═════ The input
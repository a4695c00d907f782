use super::types::{CollectionDefinition, CollectionSchema, FieldKind, SchemaField};
use crate::assets::ImageResolver;
use crate::error::{ContentError, Result};
use crate::loader::GlobLoader;
use serde::{Deserialize, Serialize};
use std::sync::Arc;

/// Top-level content config parsed from content.yaml
#[derive(Debug, Clone, Serialize, Deserialize)]
pub struct ContentConfig {
    /// Collection name → declaration, in declaration order.
    #[serde(default)]
    pub collections: serde_yaml::Mapping,
}

/// Declaration of a single collection
#[derive(Debug, Clone, Serialize, Deserialize)]
pub struct CollectionConfig {
    pub loader: GlobLoader,
    /// Field name → definition, in declaration order.
    #[serde(default)]
    pub fields: serde_yaml::Mapping,
    #[serde(default = "default_true")]
    pub additional_properties: bool,
}

/// Definition of a single field
#[derive(Debug, Clone, Serialize, Deserialize)]
pub struct FieldConfig {
    #[serde(rename = "type")]
    pub field_type: FieldType,
    /// Defaults to true, or false when a default is declared.
    #[serde(default)]
    pub required: Option<bool>,
    #[serde(rename = "enum", default)]
    pub enum_values: Option<Vec<String>>,
    #[serde(default)]
    pub default: Option<serde_json::Value>,
}

#[derive(Debug, Clone, Copy, PartialEq, Eq, Serialize, Deserialize)]
#[serde(rename_all = "snake_case")]
pub enum FieldType {
    String,
    Boolean,
    Date,
    Url,
    Image,
}

fn default_true() -> bool {
    true
}

impl ContentConfig {
    /// Turn the declarations into collection definitions, handing `images`
    /// to every schema.
    pub fn build(&self, images: Arc<dyn ImageResolver>) -> Result<Vec<CollectionDefinition>> {
        self.collections
            .iter()
            .map(|(key, value)| -> Result<CollectionDefinition> {
                let name = key.as_str().ok_or_else(|| {
                    ContentError::Config(format!("Collection names must be strings, got {key:?}"))
                })?;
                let collection: CollectionConfig = serde_yaml::from_value(value.clone())
                    .map_err(|e| ContentError::Config(format!("Collection '{name}': {e}")))?;
                let schema = collection
                    .schema(images.clone())
                    .map_err(|e| ContentError::Config(format!("Collection '{name}': {e}")))?;
                Ok(CollectionDefinition::new(name, collection.loader, schema))
            })
            .collect()
    }
}

impl CollectionConfig {
    pub fn schema(&self, images: Arc<dyn ImageResolver>) -> Result<CollectionSchema> {
        let mut fields = Vec::with_capacity(self.fields.len());

        for (key, value) in &self.fields {
            let name = key.as_str().ok_or_else(|| {
                ContentError::Schema(format!("Field names must be strings, got {key:?}"))
            })?;
            let config: FieldConfig = serde_yaml::from_value(value.clone()).map_err(|e| {
                ContentError::Schema(format!("Field '{name}': {e}"))
            })?;
            fields.push(config.to_field(name)?);
        }

        let schema = CollectionSchema::new(fields)?.with_images(images);
        Ok(if self.additional_properties {
            schema
        } else {
            schema.deny_unknown_fields()
        })
    }
}

impl FieldConfig {
    pub fn to_field(&self, name: &str) -> Result<SchemaField> {
        let kind = match (self.field_type, &self.enum_values) {
            (FieldType::String, Some(values)) => FieldKind::Enum(values.clone()),
            (_, Some(_)) => {
                return Err(ContentError::Schema(format!(
                    "Field '{name}': enum values are only allowed on string fields"
                )));
            }
            (FieldType::String, None) => FieldKind::String,
            (FieldType::Boolean, None) => FieldKind::Boolean,
            (FieldType::Date, None) => FieldKind::Date,
            (FieldType::Url, None) => FieldKind::Url,
            (FieldType::Image, None) => FieldKind::Image,
        };

        let mut field = SchemaField::new(name, kind);
        match (&self.default, self.required) {
            (Some(_), Some(true)) => {
                return Err(ContentError::Schema(format!(
                    "Field '{name}' is required and cannot declare a default"
                )));
            }
            (Some(default), _) => field = field.default_value(default.clone()),
            (None, Some(false)) => field = field.optional(),
            (None, _) => {}
        }
        Ok(field)
    }
}

#[cfg(test)]
mod tests {
    use super::*;
    use crate::assets::RelativeImageResolver;
    use crate::schema::parse_config_str;
    use pretty_assertions::assert_eq;

    fn images() -> Arc<dyn ImageResolver> {
        Arc::new(RelativeImageResolver)
    }

    const SITE: &str = r#"
collections:
  dining:
    loader: { base: src/content/dining, pattern: "*.json" }
    additional_properties: false
    fields:
      name: { type: string }
      website: { type: url }
      phone: { type: string, required: false }
      petFriendly: { type: boolean, default: false }
      priceRange: { type: string, enum: ["$", "$$", "$$$", "$$$$"], required: false }
  blog:
    loader: { base: src/content/blog, pattern: "**/*.{md,mdx}" }
    fields:
      title: { type: string }
      pubDate: { type: date }
      updatedDate: { type: date, required: false }
      heroImage: { type: image, required: false }
"#;

    #[test]
    fn test_build_from_yaml() {
        let config = parse_config_str(SITE).unwrap();
        let collections = config.build(images()).unwrap();
        assert_eq!(collections.len(), 2);

        let names: Vec<&str> = collections.iter().map(|c| c.name.as_str()).collect();
        assert_eq!(names, vec!["dining", "blog"]);

        let blog = &collections[1];
        assert_eq!(blog.loader, GlobLoader::new("src/content/blog", "**/*.{md,mdx}"));
        assert!(blog.schema.additional_properties());

        let dining = &collections[0];
        assert!(!dining.schema.additional_properties());
        let names: Vec<&str> = dining.schema.fields().iter().map(|f| f.name()).collect();
        assert_eq!(names, vec!["name", "website", "phone", "petFriendly", "priceRange"]);

        let pet = dining.schema.field("petFriendly").unwrap();
        assert!(!pet.is_required());
        assert_eq!(pet.default(), Some(&serde_json::json!(false)));

        let price = dining.schema.field("priceRange").unwrap();
        assert_eq!(
            price.kind(),
            &FieldKind::Enum(vec!["$".into(), "$$".into(), "$$$".into(), "$$$$".into()])
        );
        assert!(!price.is_required());
        assert!(dining.schema.field("name").unwrap().is_required());
    }

    #[test]
    fn test_required_with_default_rejected() {
        let config = parse_config_str(
            r#"
collections:
  c:
    loader: { base: c, pattern: "*.md" }
    fields:
      draft: { type: boolean, required: true, default: false }
"#,
        )
        .unwrap();
        let err = config.build(images()).unwrap_err();
        assert!(err.to_string().contains("Collection 'c'"));
        assert!(err.to_string().contains("draft"));
    }

    #[test]
    fn test_collection_without_loader_rejected() {
        let config = parse_config_str(
            r#"
collections:
  c:
    fields:
      title: { type: string }
"#,
        )
        .unwrap();
        let err = config.build(images()).unwrap_err();
        assert!(matches!(err, ContentError::Config(ref m) if m.contains("Collection 'c'")));
    }

    #[test]
    fn test_enum_on_non_string_rejected() {
        let field = FieldConfig {
            field_type: FieldType::Boolean,
            required: None,
            enum_values: Some(vec!["yes".into()]),
            default: None,
        };
        assert!(field.to_field("flag").is_err());
    }

    #[test]
    fn test_unknown_type_rejected() {
        let config = parse_config_str(
            r#"
collections:
  c:
    loader: { base: c, pattern: "*.md" }
    fields:
      count: { type: number }
"#,
        )
        .unwrap();
        let err = config.build(images()).unwrap_err();
        assert!(err.to_string().contains("count"));
    }
}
══════════
What is needed » All that is needed is the number of lines above in which the string "crate" appears.

Exercise solution » 5